(I used my real name and job history when applying, and was hired nonetheless.)Įven having done a lot of research, I was shocked by how much more stressful low-wage work had become in the decade I’ve been working as a journalist. When my newspaper closed a few months later, I decided to try working three jobs that serve as good examples of how technology will be used at work in the future - in an Amazon warehouse, at a call center, and at a McDonald’s - with the vague idea of writing a book about what had changed.
UNKILLED HAMBURGER DRIVERS
But I was curious, especially after driving for Uber for a couple of months for an investigative piece fact-checking the claim that full-time drivers could expect to make $90,000 a year. I hadn’t had a service job in a while either. By definition, that’s most everybody with power in this country.Įven former House Speaker Paul Ryan, who has often played up the summer he spent “flipping burgers” at McDonald’s as a teenager, seems not to realize that it’s much more difficult to work fast food in 2019 than it was in 1986.
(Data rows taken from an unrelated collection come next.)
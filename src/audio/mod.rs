//! # Audio Module
//!
//! Per-guild playback orchestration on top of an external audio node.
//!
//! ## Architecture
//!
//! - [`node`] - Lavalink connection, reconnection and REST calls
//! - [`voice`] - Discord voice connections (join, move, leave)
//! - [`session`] / [`queue`] - per-guild queue, current track, flags, history
//! - [`registry`] - owns one locked session per guild
//! - [`dispatcher`] - reacts to finished tracks (loop, next, autoplay, leave)
//! - [`controller`] - one entry point per user command
//!
//! Commands and node events for the same guild are serialized by that
//! guild's session lock; different guilds never wait on each other.

pub mod controller;
pub mod dispatcher;
pub mod node;
pub mod protocol;
pub mod queue;
pub mod registry;
pub mod session;
pub mod track;
pub mod voice;
pub mod embeds;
It can be hard to understand the stress of having someone constantly looking over your shoulder if you haven’t recently - or have never - had to work a job like this. These technologies are also getting more powerful, and that makes a lot of people’s lives inescapably, chronically stressful. Often overlooked is how those same technological advances have made it possible to control and monitor unskilled worker productivity down to the second. Perhaps it’s because as technology progresses, it tends to make life easier for the top of the labor market - those skilled, educated workers with decent salaries and benefits. We don’t put nearly as much time and energy into exploring the stress of unskilled, low-wage service work - even though the jobs most Americans actually work could be mistaken for Pits of Despair. The media mostly discusses job stress in the context of white-collar, educated professionals. Then take notes as they gradually lose interest in being alive. One neuroscientist actually nicknamed his apparatus the Pit of Despair.īut they’re all variations on the same theme: remove all predictability and control from the animal’s life. The most reliable protocol is “chronic mild stress.” There are many methods of making the lives of experimental animals mildly but chronically miserable - a cage floor that administers random electric shocks a deep swimming pool with no way to rest or climb out a stronger “intruder” introduced into the same cage. It turns out you don’t need to traumatize them. So to test your new antidepressant, you need an efficient method of making a lot of rats exhibit anhedonia - that is, making them lose interest in things they used to enjoy, like sugar. But the drugs used to treat depression in humans are developed and tested using rodents.) Actually being depressed is exclusive to humans.
UNKILLED HAMBURGER HOW TO
(Okay, you can’t technically make a rat “depressed” - a scientist would ask how to “create a model of depression” in rats. If you had to make a rat depressed, how do you think you’d go about it?